**Task brief**
The answer must be every line below that contains the string "LoadSession".

Collection entries
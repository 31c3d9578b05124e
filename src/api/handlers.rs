//! HTTP request handlers

use super::sse::sse_stream;
use super::types::{
    ConsentRequest, ErrorResponse, QueuedResponse, SessionNameRequest, TextRequest,
};
use super::AppState;
use crate::state_machine::state::{MenuEntry, SessionId};
use crate::state_machine::{Event, WidgetView};
use axum::{
    extract::{Path, State},
    http::StatusCode,
    response::{IntoResponse, Response},
    routing::{get, post},
    Json, Router,
};

/// Create the API router
pub fn create_router(state: AppState) -> Router {
    Router::new()
        // Snapshot and live updates
        .route("/api/widget", get(get_widget))
        .route("/api/widget/stream", get(stream_widget))
        // Chrome
        .route("/api/widget/enter", post(enter_chat))
        .route("/api/widget/history/toggle", post(toggle_history))
        .route("/api/widget/history/close", post(close_history))
        .route("/api/widget/menu/toggle", post(toggle_menu))
        .route("/api/widget/menu/:entry", post(select_menu_entry))
        // Conversation
        .route("/api/widget/messages", post(send_message))
        .route("/api/widget/draft", post(edit_draft))
        .route("/api/widget/session-name", post(edit_session_name))
        .route("/api/widget/consent", post(answer_consent))
        // Sessions
        .route("/api/widget/sessions/new", post(start_new_chat))
        .route("/api/widget/sessions/:id/load", post(load_session))
        .route("/api/widget/live", post(show_live_conversation))
        // Version
        .route("/version", get(get_version))
        .with_state(state)
}

// ============================================================
// Snapshot & Streaming
// ============================================================

async fn get_widget(State(state): State<AppState>) -> Json<WidgetView> {
    Json(state.widget.current_view())
}

async fn stream_widget(State(state): State<AppState>) -> impl IntoResponse {
    // Subscribe before reading the snapshot so no change falls in between
    let broadcast_rx = state.widget.subscribe();
    sse_stream(state.widget.current_view(), broadcast_rx)
}

// ============================================================
// Intents
// ============================================================

async fn queue(state: &AppState, event: Event) -> Result<Json<QueuedResponse>, AppError> {
    state
        .widget
        .send(event)
        .await
        .map_err(AppError::Internal)?;
    Ok(Json(QueuedResponse::queued()))
}

async fn enter_chat(State(state): State<AppState>) -> Result<Json<QueuedResponse>, AppError> {
    queue(&state, Event::EnterChat).await
}

async fn toggle_history(State(state): State<AppState>) -> Result<Json<QueuedResponse>, AppError> {
    queue(&state, Event::ToggleHistory).await
}

async fn close_history(State(state): State<AppState>) -> Result<Json<QueuedResponse>, AppError> {
    queue(&state, Event::CloseHistory).await
}

async fn toggle_menu(State(state): State<AppState>) -> Result<Json<QueuedResponse>, AppError> {
    queue(&state, Event::ToggleMenu).await
}

async fn select_menu_entry(
    State(state): State<AppState>,
    Path(entry): Path<String>,
) -> Result<Json<QueuedResponse>, AppError> {
    let entry: MenuEntry = entry.parse().map_err(AppError::BadRequest)?;
    queue(&state, Event::SelectMenuEntry { entry }).await
}

async fn send_message(
    State(state): State<AppState>,
    Json(req): Json<TextRequest>,
) -> Result<Json<QueuedResponse>, AppError> {
    queue(&state, Event::SendMessage { text: req.text }).await
}

async fn edit_draft(
    State(state): State<AppState>,
    Json(req): Json<TextRequest>,
) -> Result<Json<QueuedResponse>, AppError> {
    queue(&state, Event::EditDraft { text: req.text }).await
}

async fn edit_session_name(
    State(state): State<AppState>,
    Json(req): Json<SessionNameRequest>,
) -> Result<Json<QueuedResponse>, AppError> {
    queue(&state, Event::EditSessionName { name: req.name }).await
}

async fn answer_consent(
    State(state): State<AppState>,
    Json(req): Json<ConsentRequest>,
) -> Result<Json<QueuedResponse>, AppError> {
    queue(
        &state,
        Event::ConsentAnswered {
            consent: req.consent,
        },
    )
    .await
}

async fn start_new_chat(State(state): State<AppState>) -> Result<Json<QueuedResponse>, AppError> {
    queue(&state, Event::StartNewChat).await
}

async fn load_session(
    State(state): State<AppState>,
    Path(id): Path<String>,
) -> Result<Json<QueuedResponse>, AppError> {
    let id: usize = id
        .parse()
        .map_err(|_| AppError::BadRequest(format!("Invalid session id: {id}")))?;
    queue(&state, Event::LoadSession { id: SessionId(id) }).await
}

async fn show_live_conversation(
    State(state): State<AppState>,
) -> Result<Json<QueuedResponse>, AppError> {
    queue(&state, Event::ShowLiveConversation).await
}

async fn get_version() -> &'static str {
    concat!("chat-widget ", env!("CARGO_PKG_VERSION"))
}

// ============================================================
// Error Handling
// ============================================================

#[derive(Debug)]
enum AppError {
    BadRequest(String),
    Internal(String),
}

impl IntoResponse for AppError {
    fn into_response(self) -> Response {
        let (status, message) = match self {
            AppError::BadRequest(msg) => (StatusCode::BAD_REQUEST, msg),
            AppError::Internal(msg) => (StatusCode::INTERNAL_SERVER_ERROR, msg),
        };

        let body = Json(ErrorResponse::new(message));
        (status, body).into_response()
    }
}
//! Events that can occur in the widget

use crate::state_machine::state::{MenuEntry, RequestTag, SessionId};

/// What the responder answered
#[derive(Debug, Clone, PartialEq, Eq)]
pub enum Reply {
    /// The sentinel: the responder cannot handle the message
    Unhandled,
    /// A bot reply, shown verbatim
    Text(String),
    /// No usable message in the reply body
    Empty,
}

/// Sentinel value the responder returns for messages it cannot handle
pub const UNHANDLED_SENTINEL: &str = "unhandled";

impl Reply {
    pub fn from_message(message: Option<String>) -> Self {
        match message {
            Some(m) if m == UNHANDLED_SENTINEL => Reply::Unhandled,
            Some(m) if !m.is_empty() => Reply::Text(m),
            _ => Reply::Empty,
        }
    }
}

/// Events that trigger state transitions
#[derive(Debug, Clone)]
pub enum Event {
    // User intents
    EnterChat,
    ToggleHistory,
    CloseHistory,
    SendMessage {
        text: String,
    },
    EditDraft {
        text: String,
    },
    EditSessionName {
        name: String,
    },
    ConsentAnswered {
        consent: bool,
    },
    StartNewChat,
    LoadSession {
        id: SessionId,
    },
    ShowLiveConversation,
    ToggleMenu,
    SelectMenuEntry {
        entry: MenuEntry,
    },

    // Responder events
    ResponderReplied {
        tag: RequestTag,
        /// The user text the call was made with
        original: String,
        reply: Reply,
    },
    ResponderFailed {
        tag: RequestTag,
        message: String,
    },

    // Consent recorder events
    RecorderAcknowledged,
    RecorderFailed {
        message: String,
    },
}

**Task solution**
    queue(&state, Event::LoadSession { id: SessionId(id) }).await
    LoadSession {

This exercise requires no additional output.